A great body of evidence supporting the pathogenicity of CD4+ T cells in dry eye comes from animal studies using either autoimmune (spontaneous) or induced animal models. Definitive studies using adoptively transferred CD4+ T cells from mice exposed to desiccating stress to naïve immunodeficient mice performed by our group established a direct pathogenic role for CD4+ T cells (Niederkorn et al., 2006). However, the transfer of CD4+ T cells into competent mice did not induce disease unless regulatory T cells were depleted (Niederkorn et al., 2006). Additional animal and human studies have shown that dry eye elicits mixed Th1 and −17 responses in the conjunctiva (Chauhan et al., 2009; de Paiva et al., 2009). Both Th subtypes have been found to have a pathogenic role (Chen et al., 2011; de Paiva et al., 2007a; de Paiva et al., 2009). Studies dissecting individual contributions of Th1 and Th17 have been performed [(Coursey et al., 2012) and manuscript submitted].

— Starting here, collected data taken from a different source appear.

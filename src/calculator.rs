//! Calculator lifecycle: configuration, processing and solving.
//!
//! A [`Calculator`] starts in the configuring phase, where pictures and the
//! required cover are copied in. The first solve call freezes it: the raw
//! pictures are processed once (shrunk and packed in binary mode) and every
//! later solve reuses that state. A failure inside a computation releases
//! everything the calculator owns and leaves it usable only for dropping.

use std::fmt;

use log::{debug, error, info};

use crate::compact::{prepare_weighted, shrink};
use crate::coverage::{BinaryCoverage, Coverage, WeightedCoverage};
use crate::error::{Error, Result};
use crate::search::Limits;
use crate::solution::Cover;
use crate::{exact, exhaustive, greedy};

/// Coverage semantics of a calculator.
#[derive(Debug, Clone, Copy, PartialEq, Eq)]
pub enum ColorMode {
    /// Elements are either covered or not; values are 0 or 1.
    Binary,
    /// Elements need an accumulated amount in `0..=max_value`.
    Weighted { max_value: u32 },
}

impl ColorMode {
    /// Maximum gray value used when none is configured.
    pub const DEFAULT_MAX_VALUE: u32 = 255;

    /// Weighted mode with the default maximum gray value.
    pub fn weighted() -> Self {
        ColorMode::Weighted {
            max_value: Self::DEFAULT_MAX_VALUE,
        }
    }
}

/// Lifecycle phase of a calculator.
#[derive(Debug, Clone, Copy, PartialEq, Eq)]
pub enum Phase {
    /// Pictures and the required cover may still be added.
    Configuring,
    /// Configuration is frozen; solves run against processed pictures.
    Computing,
    /// A computation failed and all owned state was released.
    Aborted,
}

/// Processed pictures, one variant per color mode.
#[derive(Debug)]
enum Processed {
    Binary(BinaryCoverage),
    Weighted(WeightedCoverage),
}

/// Everything a calculator owns; dropped as a whole on abort.
#[derive(Debug, Default)]
struct Store {
    pictures: Vec<Vec<u32>>,
    required: Option<Vec<u32>>,
    processed: Option<Processed>,
}

#[derive(Debug, Clone, Copy)]
enum Strategy {
    Greedy,
    Exact { size_limit: Option<usize> },
    Exhaustive {
        cover_limit: Option<f64>,
        size_limit: Option<usize>,
    },
}

impl Strategy {
    fn limits(&self) -> Limits {
        match *self {
            Strategy::Greedy => Limits::default(),
            Strategy::Exact { size_limit } => Limits {
                size: size_limit,
                cover: None,
            },
            Strategy::Exhaustive {
                cover_limit,
                size_limit,
            } => Limits {
                size: size_limit,
                cover: cover_limit,
            },
        }
    }
}

impl fmt::Display for Strategy {
    fn fmt(&self, f: &mut fmt::Formatter<'_>) -> fmt::Result {
        match self {
            Strategy::Greedy => write!(f, "greedy"),
            Strategy::Exact { .. } => write!(f, "exact"),
            Strategy::Exhaustive { .. } => write!(f, "exhaustive"),
        }
    }
}

/// Set-cover calculator for one image and its candidate pictures.
#[derive(Debug)]
pub struct Calculator {
    max_pictures: usize,
    image_size: usize,
    mode: ColorMode,
    phase: Phase,
    store: Store,
}

impl Calculator {
    /// Creates a calculator accepting up to `max_pictures` pictures of
    /// `image_size` elements each.
    pub fn new(max_pictures: usize, image_size: usize, mode: ColorMode) -> Self {
        debug!(
            "new calculator: {} pictures max, {} elements, {:?}",
            max_pictures, image_size, mode
        );
        Self {
            max_pictures,
            image_size,
            mode,
            phase: Phase::Configuring,
            store: Store::default(),
        }
    }

    pub fn phase(&self) -> Phase {
        self.phase
    }

    pub fn mode(&self) -> ColorMode {
        self.mode
    }

    pub fn image_size(&self) -> usize {
        self.image_size
    }

    pub fn max_pictures(&self) -> usize {
        self.max_pictures
    }

    pub fn picture_count(&self) -> usize {
        self.store.pictures.len()
    }

    /// Number of processed elements, once the calculator is computing.
    ///
    /// Binary problems usually shrink below the image size; weighted problems
    /// keep every element.
    pub fn processed_size(&self) -> Option<usize> {
        match self.store.processed.as_ref()? {
            Processed::Binary(coverage) => Some(coverage.element_count()),
            Processed::Weighted(coverage) => Some(coverage.element_count()),
        }
    }

    /// Sets the required cover: a 0/1 mask in binary mode, per-element
    /// amounts in weighted mode. May be called at most once.
    pub fn set_required_cover(&mut self, values: &[u32]) -> Result<()> {
        self.ensure_configuring()?;
        if self.store.required.is_some() {
            return Err(Error::RequiredCoverAlreadySet);
        }
        self.validate_values(values)?;
        self.store.required = Some(values.to_vec());
        Ok(())
    }

    /// Adds a copy of one picture.
    pub fn add_picture(&mut self, values: &[u32]) -> Result<()> {
        self.ensure_configuring()?;
        if self.store.pictures.len() >= self.max_pictures {
            return Err(Error::PictureLimit {
                max: self.max_pictures,
            });
        }
        self.validate_values(values)?;
        self.store.pictures.push(values.to_vec());
        Ok(())
    }

    /// Picks pictures greedily by largest marginal cover.
    pub fn greedy(&mut self) -> Result<Cover> {
        self.solve(Strategy::Greedy)
    }

    /// Finds a smallest full cover by branch-and-bound, or the best cover
    /// within `size_limit` pictures.
    pub fn exact(&mut self, size_limit: Option<usize>) -> Result<Cover> {
        self.solve(Strategy::Exact { size_limit })
    }

    /// Enumerates picture combinations in index order.
    ///
    /// With `cover_limit` in (0, 1), the smallest combination reaching that
    /// fraction of the required cover is accepted.
    pub fn exhaustive(
        &mut self,
        cover_limit: Option<f64>,
        size_limit: Option<usize>,
    ) -> Result<Cover> {
        self.solve(Strategy::Exhaustive {
            cover_limit,
            size_limit,
        })
    }

    /// Scores a selection directly against the raw pictures, bypassing the
    /// processed representation.
    pub fn evaluate(&self, pictures: &[usize]) -> Result<Cover> {
        if self.phase == Phase::Aborted {
            return Err(Error::Unusable);
        }
        let count = self.store.pictures.len();
        if let Some(&index) = pictures.iter().find(|&&index| index >= count) {
            return Err(Error::UnknownPicture { index, count });
        }

        let selected: Vec<&[u32]> = pictures
            .iter()
            .map(|&index| self.store.pictures[index].as_slice())
            .collect();
        let required_at = |element: usize| -> u32 {
            match (&self.store.required, self.mode) {
                (Some(required), _) => required[element],
                (None, ColorMode::Binary) => 1,
                (None, ColorMode::Weighted { max_value }) => max_value,
            }
        };

        let mut covered = 0u64;
        let mut required = 0u64;
        for element in 0..self.image_size {
            let needed = u64::from(required_at(element));
            let supplied: u64 = selected
                .iter()
                .map(|picture| u64::from(picture[element]))
                .sum();
            required += needed;
            covered += supplied.min(needed);
        }

        Ok(Cover {
            pictures: pictures.to_vec(),
            covered,
            required,
        })
    }

    /// Releases the calculator and everything it owns.
    pub fn free(self) {}

    fn ensure_configuring(&self) -> Result<()> {
        match self.phase {
            Phase::Configuring => Ok(()),
            Phase::Computing => Err(Error::ComputePhase),
            Phase::Aborted => Err(Error::Unusable),
        }
    }

    fn validate_values(&self, values: &[u32]) -> Result<()> {
        if values.len() != self.image_size {
            return Err(Error::LengthMismatch {
                expected: self.image_size,
                actual: values.len(),
            });
        }
        let max = match self.mode {
            ColorMode::Binary => 1,
            ColorMode::Weighted { max_value } => max_value,
        };
        match values.iter().position(|&value| value > max) {
            None => Ok(()),
            Some(element) if self.mode == ColorMode::Binary => Err(Error::NonBinaryValue {
                element,
                value: values[element],
            }),
            Some(element) => Err(Error::ValueOutOfRange {
                element,
                value: values[element],
                max,
            }),
        }
    }

    /// Checks solve arguments before anything is frozen.
    fn validate_strategy(&self, strategy: Strategy) -> Result<()> {
        if self.store.pictures.is_empty() {
            return Err(Error::NoPictures);
        }
        let limits = strategy.limits();
        if let Some(fraction) = limits.cover {
            if !(fraction > 0.0 && fraction < 1.0) {
                return Err(Error::InvalidCoverLimit(fraction));
            }
        }
        if limits.size == Some(0) {
            return Err(Error::InvalidSizeLimit);
        }
        Ok(())
    }

    fn solve(&mut self, strategy: Strategy) -> Result<Cover> {
        if self.phase == Phase::Aborted {
            return Err(Error::Unusable);
        }
        self.validate_strategy(strategy).inspect_err(|err| {
            error!("{} rejected: {}", strategy, err);
        })?;

        if self.phase == Phase::Configuring {
            self.phase = Phase::Computing;
            self.store.processed = Some(self.process());
        }

        match self.compute(strategy) {
            Ok(cover) => {
                info!(
                    "{}: {} pictures, cover {}/{} ({:.3})",
                    strategy,
                    cover.size(),
                    cover.covered,
                    cover.required,
                    cover.fraction()
                );
                Ok(cover)
            }
            Err(err) => {
                error!("{} aborted: {}", strategy, err);
                self.abort();
                Err(err)
            }
        }
    }

    fn process(&self) -> Processed {
        let required = self.store.required.as_deref();
        match self.mode {
            ColorMode::Binary => Processed::Binary(shrink(
                self.image_size,
                &self.store.pictures,
                required,
            )),
            ColorMode::Weighted { max_value } => Processed::Weighted(prepare_weighted(
                self.image_size,
                max_value,
                &self.store.pictures,
                required,
            )),
        }
    }

    fn compute(&self, strategy: Strategy) -> Result<Cover> {
        let processed = self
            .store
            .processed
            .as_ref()
            .ok_or_else(|| Error::Internal("solve called without processed pictures".into()))?;
        match processed {
            Processed::Binary(coverage) => run(coverage, strategy),
            Processed::Weighted(coverage) => run(coverage, strategy),
        }
    }

    /// Drops all owned state in one step.
    fn abort(&mut self) {
        self.store = Store::default();
        self.phase = Phase::Aborted;
    }
}

/// Runs one strategy against processed pictures; greedy always goes first.
fn run<C: Coverage>(coverage: &C, strategy: Strategy) -> Result<Cover> {
    let limits = strategy.limits();
    let seed = greedy::solve(coverage, &limits);
    let selection = match strategy {
        Strategy::Greedy => seed,
        Strategy::Exact { .. } => exact::solve(coverage, limits, seed)?,
        Strategy::Exhaustive { .. } => exhaustive::solve(coverage, limits, seed),
    };
    Ok(Cover {
        pictures: selection.pictures,
        covered: selection.covered,
        required: coverage.required_total(),
    })
}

Dry eye syndrome has a myriad of clinical presentations, but it is frequently accompanied by corneal barrier disruption and loss of conjunctival goblet cells. Indeed, breakdown of corneal barrier is one of the hallmarks of dry eye disease and it is clinically characterized by increased uptake of fluorescent tracers, such as sodium fluorescein in human subjects. Using an environmentally induced dry eye model, our group has shown that matrix metalloproteinase 9 (MMP-9) is responsible for proteolytic degradation of tight junctions in the apical corneal epithelium, facilitating dye penetration into cornea (Pflugfelder et al., 2005). Corneal barrier disruption is accompanied by increased infiltration of CD4+ T cells in the conjunctiva; loss of PAS+ filled goblet cells and increased infiltration of CD11b+ cells into the cornea (Chauhan et al., 2009; de Paiva et al., 2006; de Paiva et al., 2007a).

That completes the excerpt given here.